● What is being asked:
Each line that contains the word "TreeBuilder" counts once; give the total for the records below and nothing else.

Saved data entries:

....

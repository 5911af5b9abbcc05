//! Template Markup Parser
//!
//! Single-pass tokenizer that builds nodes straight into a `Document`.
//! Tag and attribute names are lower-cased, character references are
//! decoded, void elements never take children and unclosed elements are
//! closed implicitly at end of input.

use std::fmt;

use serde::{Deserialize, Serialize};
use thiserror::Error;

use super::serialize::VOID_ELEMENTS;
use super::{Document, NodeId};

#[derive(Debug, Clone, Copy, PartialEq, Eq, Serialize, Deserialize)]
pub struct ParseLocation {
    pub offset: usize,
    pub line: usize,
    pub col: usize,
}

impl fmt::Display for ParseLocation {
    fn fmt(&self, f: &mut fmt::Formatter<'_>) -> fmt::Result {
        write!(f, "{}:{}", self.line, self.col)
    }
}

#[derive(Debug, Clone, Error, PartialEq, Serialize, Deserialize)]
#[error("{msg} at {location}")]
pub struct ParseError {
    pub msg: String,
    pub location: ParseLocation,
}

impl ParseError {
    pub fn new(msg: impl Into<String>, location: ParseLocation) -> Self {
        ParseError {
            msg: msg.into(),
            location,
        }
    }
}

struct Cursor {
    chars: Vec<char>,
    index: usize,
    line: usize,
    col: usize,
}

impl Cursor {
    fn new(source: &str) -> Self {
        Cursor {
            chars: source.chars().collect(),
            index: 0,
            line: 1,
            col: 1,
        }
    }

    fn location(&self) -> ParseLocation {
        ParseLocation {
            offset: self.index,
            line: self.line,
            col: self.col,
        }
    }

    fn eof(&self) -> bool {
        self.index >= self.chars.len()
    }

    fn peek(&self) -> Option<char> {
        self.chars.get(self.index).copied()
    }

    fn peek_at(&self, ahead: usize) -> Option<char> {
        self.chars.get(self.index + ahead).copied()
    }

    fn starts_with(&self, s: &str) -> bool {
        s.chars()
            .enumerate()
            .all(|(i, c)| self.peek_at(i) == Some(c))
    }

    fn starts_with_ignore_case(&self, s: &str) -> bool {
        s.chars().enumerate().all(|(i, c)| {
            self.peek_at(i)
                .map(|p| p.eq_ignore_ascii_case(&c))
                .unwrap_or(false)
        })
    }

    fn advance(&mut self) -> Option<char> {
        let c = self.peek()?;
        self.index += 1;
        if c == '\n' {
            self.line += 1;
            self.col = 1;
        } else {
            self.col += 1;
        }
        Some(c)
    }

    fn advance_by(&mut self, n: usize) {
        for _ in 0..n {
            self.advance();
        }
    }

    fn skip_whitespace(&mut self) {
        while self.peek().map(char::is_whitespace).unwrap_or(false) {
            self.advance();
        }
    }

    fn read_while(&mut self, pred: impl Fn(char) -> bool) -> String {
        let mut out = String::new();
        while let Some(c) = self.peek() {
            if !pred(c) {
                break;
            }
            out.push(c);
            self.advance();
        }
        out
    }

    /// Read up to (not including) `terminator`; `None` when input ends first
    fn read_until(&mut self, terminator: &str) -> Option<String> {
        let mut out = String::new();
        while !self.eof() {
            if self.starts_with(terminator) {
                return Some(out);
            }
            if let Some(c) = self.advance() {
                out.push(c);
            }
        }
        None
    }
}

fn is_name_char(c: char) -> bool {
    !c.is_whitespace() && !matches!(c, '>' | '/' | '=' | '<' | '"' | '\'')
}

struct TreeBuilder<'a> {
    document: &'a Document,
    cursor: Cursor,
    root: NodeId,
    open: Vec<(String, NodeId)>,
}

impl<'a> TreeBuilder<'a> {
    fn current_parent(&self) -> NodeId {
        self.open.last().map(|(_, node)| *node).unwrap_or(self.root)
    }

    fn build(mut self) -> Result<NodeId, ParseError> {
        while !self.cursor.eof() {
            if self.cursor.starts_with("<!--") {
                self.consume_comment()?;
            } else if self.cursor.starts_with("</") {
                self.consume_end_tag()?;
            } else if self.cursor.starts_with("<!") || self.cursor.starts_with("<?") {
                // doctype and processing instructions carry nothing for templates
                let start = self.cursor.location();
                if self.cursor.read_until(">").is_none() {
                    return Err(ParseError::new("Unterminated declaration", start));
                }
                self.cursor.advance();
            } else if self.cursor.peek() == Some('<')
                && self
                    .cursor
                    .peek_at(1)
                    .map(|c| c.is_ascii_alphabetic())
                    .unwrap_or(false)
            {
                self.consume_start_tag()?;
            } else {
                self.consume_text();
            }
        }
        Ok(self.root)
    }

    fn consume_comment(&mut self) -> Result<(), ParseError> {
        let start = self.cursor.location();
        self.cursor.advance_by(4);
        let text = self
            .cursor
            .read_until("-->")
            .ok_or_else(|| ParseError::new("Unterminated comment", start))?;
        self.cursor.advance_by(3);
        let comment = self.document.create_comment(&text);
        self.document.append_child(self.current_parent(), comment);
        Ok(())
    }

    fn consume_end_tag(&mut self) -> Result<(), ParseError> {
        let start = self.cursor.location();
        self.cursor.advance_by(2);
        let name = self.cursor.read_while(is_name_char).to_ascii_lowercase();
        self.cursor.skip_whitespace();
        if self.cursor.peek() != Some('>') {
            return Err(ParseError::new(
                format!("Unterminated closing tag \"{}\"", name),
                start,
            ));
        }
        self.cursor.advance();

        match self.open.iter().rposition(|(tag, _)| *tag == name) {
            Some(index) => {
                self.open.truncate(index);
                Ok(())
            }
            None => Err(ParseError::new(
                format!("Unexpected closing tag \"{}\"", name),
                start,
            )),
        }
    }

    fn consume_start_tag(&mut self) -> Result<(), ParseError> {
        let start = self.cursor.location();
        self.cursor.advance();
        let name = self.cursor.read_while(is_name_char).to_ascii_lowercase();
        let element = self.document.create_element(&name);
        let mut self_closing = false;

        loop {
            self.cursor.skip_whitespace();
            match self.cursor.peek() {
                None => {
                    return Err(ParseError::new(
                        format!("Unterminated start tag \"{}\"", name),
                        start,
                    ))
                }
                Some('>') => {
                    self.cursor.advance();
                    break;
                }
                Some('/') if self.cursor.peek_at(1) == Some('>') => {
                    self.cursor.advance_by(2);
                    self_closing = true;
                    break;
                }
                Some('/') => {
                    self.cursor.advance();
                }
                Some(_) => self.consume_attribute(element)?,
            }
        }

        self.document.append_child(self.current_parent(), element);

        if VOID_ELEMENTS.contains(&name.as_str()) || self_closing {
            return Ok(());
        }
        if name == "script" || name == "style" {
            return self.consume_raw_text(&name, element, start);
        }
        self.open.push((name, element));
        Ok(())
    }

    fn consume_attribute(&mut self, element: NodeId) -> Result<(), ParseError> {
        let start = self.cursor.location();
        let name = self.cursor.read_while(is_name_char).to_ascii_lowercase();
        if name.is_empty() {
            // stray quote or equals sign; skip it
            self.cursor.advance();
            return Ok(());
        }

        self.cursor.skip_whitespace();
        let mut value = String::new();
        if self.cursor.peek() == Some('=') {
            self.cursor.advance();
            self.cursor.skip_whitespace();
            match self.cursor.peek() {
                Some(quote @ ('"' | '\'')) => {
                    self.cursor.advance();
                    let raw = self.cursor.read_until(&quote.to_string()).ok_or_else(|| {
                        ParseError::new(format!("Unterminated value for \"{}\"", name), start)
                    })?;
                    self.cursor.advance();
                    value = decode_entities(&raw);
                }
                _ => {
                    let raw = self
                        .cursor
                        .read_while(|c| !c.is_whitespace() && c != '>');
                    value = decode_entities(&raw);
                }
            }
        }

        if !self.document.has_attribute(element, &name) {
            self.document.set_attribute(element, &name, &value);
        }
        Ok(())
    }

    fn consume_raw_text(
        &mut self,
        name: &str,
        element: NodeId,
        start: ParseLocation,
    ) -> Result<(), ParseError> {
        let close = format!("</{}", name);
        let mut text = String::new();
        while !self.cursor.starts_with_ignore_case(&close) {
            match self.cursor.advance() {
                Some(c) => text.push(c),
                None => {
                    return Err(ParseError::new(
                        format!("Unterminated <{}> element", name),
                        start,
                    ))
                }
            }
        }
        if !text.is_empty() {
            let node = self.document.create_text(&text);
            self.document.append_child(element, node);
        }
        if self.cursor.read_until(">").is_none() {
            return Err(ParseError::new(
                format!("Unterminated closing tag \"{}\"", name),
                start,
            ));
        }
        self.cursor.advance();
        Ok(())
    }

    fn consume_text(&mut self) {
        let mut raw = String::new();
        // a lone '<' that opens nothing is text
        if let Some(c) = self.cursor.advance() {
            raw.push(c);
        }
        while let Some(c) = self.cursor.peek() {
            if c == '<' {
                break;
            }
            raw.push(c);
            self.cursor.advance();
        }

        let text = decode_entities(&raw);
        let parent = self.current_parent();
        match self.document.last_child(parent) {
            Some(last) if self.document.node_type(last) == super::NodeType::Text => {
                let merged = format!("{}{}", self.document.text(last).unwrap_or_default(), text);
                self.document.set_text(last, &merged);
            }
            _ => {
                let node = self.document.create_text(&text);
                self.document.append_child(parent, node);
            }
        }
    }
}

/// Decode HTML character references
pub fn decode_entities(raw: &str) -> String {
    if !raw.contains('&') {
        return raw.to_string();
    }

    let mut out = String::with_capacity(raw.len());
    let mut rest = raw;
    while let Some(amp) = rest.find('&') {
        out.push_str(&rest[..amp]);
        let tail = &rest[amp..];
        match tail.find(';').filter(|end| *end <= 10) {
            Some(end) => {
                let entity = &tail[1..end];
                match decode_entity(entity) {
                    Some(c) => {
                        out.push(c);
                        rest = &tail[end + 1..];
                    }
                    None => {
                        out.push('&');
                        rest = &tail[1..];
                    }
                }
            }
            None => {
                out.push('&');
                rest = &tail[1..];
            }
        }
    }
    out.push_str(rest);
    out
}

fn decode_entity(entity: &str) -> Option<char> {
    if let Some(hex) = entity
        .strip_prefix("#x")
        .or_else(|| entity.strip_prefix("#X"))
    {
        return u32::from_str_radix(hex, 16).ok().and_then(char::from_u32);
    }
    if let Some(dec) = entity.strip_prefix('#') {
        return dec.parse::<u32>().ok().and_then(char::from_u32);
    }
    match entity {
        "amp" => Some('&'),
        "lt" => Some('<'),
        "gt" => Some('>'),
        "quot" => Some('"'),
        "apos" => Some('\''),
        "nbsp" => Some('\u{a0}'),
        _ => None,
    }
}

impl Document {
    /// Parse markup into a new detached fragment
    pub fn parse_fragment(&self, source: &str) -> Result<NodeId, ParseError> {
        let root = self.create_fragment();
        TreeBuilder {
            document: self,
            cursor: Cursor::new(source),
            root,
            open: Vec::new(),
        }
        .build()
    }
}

....

● Answer section:
3